SUPPLIED DATA:
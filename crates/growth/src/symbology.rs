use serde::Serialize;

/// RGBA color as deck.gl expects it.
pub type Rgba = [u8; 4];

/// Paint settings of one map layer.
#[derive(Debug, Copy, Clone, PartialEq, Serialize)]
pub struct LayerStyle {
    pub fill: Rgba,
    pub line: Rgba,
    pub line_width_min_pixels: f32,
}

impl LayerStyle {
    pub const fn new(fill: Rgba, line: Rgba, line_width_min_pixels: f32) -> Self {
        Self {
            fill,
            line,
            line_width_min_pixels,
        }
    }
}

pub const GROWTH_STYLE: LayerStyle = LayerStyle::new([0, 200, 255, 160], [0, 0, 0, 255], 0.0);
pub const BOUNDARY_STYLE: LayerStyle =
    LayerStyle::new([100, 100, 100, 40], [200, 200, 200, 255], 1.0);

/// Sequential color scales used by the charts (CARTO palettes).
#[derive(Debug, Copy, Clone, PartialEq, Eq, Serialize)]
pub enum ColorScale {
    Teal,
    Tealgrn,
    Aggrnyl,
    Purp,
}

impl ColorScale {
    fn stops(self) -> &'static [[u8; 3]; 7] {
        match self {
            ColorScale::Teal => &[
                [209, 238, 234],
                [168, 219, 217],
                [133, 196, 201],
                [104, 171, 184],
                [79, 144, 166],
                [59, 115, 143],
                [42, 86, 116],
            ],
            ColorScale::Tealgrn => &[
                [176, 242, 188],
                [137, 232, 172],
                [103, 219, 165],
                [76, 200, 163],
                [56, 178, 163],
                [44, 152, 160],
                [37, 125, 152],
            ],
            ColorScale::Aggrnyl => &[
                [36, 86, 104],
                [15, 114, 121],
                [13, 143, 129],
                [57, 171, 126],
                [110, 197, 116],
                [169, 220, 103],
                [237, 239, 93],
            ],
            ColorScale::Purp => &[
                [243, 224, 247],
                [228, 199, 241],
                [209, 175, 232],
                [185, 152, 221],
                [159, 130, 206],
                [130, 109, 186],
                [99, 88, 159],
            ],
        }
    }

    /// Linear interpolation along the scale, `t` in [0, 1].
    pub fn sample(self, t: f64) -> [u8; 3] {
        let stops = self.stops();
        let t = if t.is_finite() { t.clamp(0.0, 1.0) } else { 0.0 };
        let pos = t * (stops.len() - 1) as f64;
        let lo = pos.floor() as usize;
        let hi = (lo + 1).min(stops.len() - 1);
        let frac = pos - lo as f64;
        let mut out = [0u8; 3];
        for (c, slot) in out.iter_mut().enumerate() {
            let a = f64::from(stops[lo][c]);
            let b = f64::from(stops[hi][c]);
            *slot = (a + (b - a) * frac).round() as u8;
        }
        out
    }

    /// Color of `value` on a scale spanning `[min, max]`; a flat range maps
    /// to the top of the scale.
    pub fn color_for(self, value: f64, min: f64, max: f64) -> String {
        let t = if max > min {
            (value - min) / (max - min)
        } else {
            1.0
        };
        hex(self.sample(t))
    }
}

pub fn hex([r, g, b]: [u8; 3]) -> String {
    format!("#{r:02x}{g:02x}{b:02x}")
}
--
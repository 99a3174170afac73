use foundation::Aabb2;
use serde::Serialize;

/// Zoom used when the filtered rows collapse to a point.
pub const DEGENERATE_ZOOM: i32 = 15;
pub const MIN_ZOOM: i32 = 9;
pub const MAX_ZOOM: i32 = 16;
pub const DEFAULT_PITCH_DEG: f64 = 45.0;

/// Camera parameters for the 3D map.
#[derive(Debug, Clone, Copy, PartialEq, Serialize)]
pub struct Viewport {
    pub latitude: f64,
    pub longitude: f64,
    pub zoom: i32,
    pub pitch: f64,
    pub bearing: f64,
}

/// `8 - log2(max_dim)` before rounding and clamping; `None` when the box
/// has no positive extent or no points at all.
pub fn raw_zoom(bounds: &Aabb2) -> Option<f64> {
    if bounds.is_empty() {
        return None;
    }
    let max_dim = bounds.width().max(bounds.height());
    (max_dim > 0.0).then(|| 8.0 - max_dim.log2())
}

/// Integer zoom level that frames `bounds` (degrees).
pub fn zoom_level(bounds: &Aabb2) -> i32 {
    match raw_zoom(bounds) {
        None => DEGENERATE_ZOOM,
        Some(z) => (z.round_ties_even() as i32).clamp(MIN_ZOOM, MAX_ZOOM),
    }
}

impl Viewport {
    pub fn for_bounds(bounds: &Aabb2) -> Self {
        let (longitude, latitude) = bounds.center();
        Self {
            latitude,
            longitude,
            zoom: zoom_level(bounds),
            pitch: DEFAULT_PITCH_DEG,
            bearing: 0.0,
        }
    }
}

WHAT NEEDS TO BE DONE: Of the lines in the listing, some hold the word "Copy". Report how many, and only that.

YOUR RESPONSE: 3